[[ GIVEN DATA open ]]

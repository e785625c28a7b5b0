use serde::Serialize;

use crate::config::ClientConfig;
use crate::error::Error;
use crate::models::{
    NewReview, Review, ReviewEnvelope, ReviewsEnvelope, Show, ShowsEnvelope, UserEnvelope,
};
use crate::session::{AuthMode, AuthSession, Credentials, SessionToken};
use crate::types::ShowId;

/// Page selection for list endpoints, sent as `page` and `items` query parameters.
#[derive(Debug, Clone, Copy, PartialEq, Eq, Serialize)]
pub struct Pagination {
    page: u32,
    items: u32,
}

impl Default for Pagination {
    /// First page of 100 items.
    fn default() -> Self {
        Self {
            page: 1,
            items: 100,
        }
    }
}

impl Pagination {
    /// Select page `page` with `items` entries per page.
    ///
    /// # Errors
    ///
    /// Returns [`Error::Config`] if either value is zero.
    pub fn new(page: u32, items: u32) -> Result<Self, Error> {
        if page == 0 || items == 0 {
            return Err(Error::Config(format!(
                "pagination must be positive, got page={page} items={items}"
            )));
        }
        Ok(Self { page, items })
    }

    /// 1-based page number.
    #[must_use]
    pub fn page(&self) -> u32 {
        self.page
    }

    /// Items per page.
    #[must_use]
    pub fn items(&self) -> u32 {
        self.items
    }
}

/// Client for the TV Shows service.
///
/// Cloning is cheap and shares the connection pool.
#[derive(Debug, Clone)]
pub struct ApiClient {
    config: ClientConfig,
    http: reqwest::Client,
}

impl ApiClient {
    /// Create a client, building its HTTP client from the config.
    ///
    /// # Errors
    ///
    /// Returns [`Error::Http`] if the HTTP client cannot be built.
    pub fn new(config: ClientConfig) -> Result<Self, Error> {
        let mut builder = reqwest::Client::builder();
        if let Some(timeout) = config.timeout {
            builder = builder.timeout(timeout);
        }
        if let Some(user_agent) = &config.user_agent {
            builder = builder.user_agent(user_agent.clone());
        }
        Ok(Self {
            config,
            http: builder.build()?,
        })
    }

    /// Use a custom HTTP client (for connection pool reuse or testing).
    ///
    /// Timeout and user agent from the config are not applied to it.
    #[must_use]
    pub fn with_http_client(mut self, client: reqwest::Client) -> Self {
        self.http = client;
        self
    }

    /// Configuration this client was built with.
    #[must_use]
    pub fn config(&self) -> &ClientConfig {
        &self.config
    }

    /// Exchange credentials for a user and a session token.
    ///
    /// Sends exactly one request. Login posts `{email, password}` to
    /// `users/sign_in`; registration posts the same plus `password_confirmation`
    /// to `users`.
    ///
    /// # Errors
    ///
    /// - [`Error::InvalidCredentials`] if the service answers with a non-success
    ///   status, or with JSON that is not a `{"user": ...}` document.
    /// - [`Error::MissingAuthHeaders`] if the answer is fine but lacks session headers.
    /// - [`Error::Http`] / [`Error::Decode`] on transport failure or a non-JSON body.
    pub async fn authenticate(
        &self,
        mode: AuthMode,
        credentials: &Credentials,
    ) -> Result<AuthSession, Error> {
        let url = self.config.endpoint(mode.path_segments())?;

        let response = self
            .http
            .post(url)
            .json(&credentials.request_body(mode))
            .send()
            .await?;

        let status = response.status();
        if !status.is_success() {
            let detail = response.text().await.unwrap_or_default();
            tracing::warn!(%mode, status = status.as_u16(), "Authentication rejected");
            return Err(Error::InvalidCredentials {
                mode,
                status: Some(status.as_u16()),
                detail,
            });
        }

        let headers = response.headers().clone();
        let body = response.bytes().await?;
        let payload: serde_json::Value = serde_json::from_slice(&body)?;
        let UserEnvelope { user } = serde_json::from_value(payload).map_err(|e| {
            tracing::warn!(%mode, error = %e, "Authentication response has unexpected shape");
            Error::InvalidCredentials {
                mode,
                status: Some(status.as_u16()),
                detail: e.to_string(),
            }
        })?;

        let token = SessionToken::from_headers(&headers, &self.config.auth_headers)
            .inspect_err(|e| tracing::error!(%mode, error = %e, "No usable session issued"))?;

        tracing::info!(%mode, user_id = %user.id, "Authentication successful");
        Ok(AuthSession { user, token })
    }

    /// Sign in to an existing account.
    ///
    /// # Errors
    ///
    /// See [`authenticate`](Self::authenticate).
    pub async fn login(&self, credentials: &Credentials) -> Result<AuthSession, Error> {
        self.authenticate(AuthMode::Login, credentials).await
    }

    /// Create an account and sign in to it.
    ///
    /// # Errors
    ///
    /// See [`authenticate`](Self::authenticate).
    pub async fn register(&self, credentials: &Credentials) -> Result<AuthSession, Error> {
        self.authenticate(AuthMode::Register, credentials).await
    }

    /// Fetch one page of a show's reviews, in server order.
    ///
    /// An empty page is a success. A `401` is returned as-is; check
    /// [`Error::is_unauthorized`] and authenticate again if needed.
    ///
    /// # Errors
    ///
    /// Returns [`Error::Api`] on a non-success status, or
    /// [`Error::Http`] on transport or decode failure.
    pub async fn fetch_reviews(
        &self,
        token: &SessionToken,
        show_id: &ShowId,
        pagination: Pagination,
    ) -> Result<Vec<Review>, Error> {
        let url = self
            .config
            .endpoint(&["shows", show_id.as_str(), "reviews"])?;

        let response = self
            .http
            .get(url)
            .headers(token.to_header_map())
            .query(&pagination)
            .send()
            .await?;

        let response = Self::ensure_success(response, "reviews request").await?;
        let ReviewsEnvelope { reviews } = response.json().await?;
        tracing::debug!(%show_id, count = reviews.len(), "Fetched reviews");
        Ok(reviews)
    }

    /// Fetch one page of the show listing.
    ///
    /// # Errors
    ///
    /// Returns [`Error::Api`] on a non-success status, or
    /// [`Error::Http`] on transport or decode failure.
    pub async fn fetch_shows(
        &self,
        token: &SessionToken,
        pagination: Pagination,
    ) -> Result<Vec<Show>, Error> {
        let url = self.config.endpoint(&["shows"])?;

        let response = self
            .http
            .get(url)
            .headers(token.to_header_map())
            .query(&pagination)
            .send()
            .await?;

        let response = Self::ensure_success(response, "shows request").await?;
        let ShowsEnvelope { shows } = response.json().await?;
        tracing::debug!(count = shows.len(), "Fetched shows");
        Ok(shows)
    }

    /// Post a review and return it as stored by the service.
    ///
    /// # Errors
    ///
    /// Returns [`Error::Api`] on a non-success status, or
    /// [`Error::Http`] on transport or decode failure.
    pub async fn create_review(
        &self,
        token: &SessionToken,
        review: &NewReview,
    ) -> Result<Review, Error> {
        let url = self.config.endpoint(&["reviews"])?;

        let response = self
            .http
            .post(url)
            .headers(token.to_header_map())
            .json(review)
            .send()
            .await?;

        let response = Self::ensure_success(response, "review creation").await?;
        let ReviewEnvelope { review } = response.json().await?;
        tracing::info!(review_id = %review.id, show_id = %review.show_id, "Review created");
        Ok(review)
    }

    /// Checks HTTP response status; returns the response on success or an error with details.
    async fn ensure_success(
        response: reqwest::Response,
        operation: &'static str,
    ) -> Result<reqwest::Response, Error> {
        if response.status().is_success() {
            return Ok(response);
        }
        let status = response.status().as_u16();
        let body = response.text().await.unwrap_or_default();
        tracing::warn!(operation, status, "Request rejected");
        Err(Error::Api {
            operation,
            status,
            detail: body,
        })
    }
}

[[ GIVEN DATA closed ]]

• WHAT IS BEING ASKED: Set the lines down exactly, from the first line of the records to the line where "pub fn new(page: u32, items: u32)" appears, with both ends kept.

• WRITTEN SOLUTION:
repository e785625c28a7b5b0
use serde::Serialize;

use crate::config::ClientConfig;
use crate::error::Error;
use crate::models::{
    NewReview, Review, ReviewEnvelope, ReviewsEnvelope, Show, ShowsEnvelope, UserEnvelope,
};
use crate::session::{AuthMode, AuthSession, Credentials, SessionToken};
use crate::types::ShowId;

/// Page selection for list endpoints, sent as `page` and `items` query parameters.
#[derive(Debug, Clone, Copy, PartialEq, Eq, Serialize)]
pub struct Pagination {
    page: u32,
    items: u32,
}

impl Default for Pagination {
    /// First page of 100 items.
    fn default() -> Self {
        Self {
            page: 1,
            items: 100,
        }
    }
}

impl Pagination {
    /// Select page `page` with `items` entries per page.
    ///
    /// # Errors
    ///
    /// Returns [`Error::Config`] if either value is zero.
    pub fn new(page: u32, items: u32) -> Result<Self, Error> {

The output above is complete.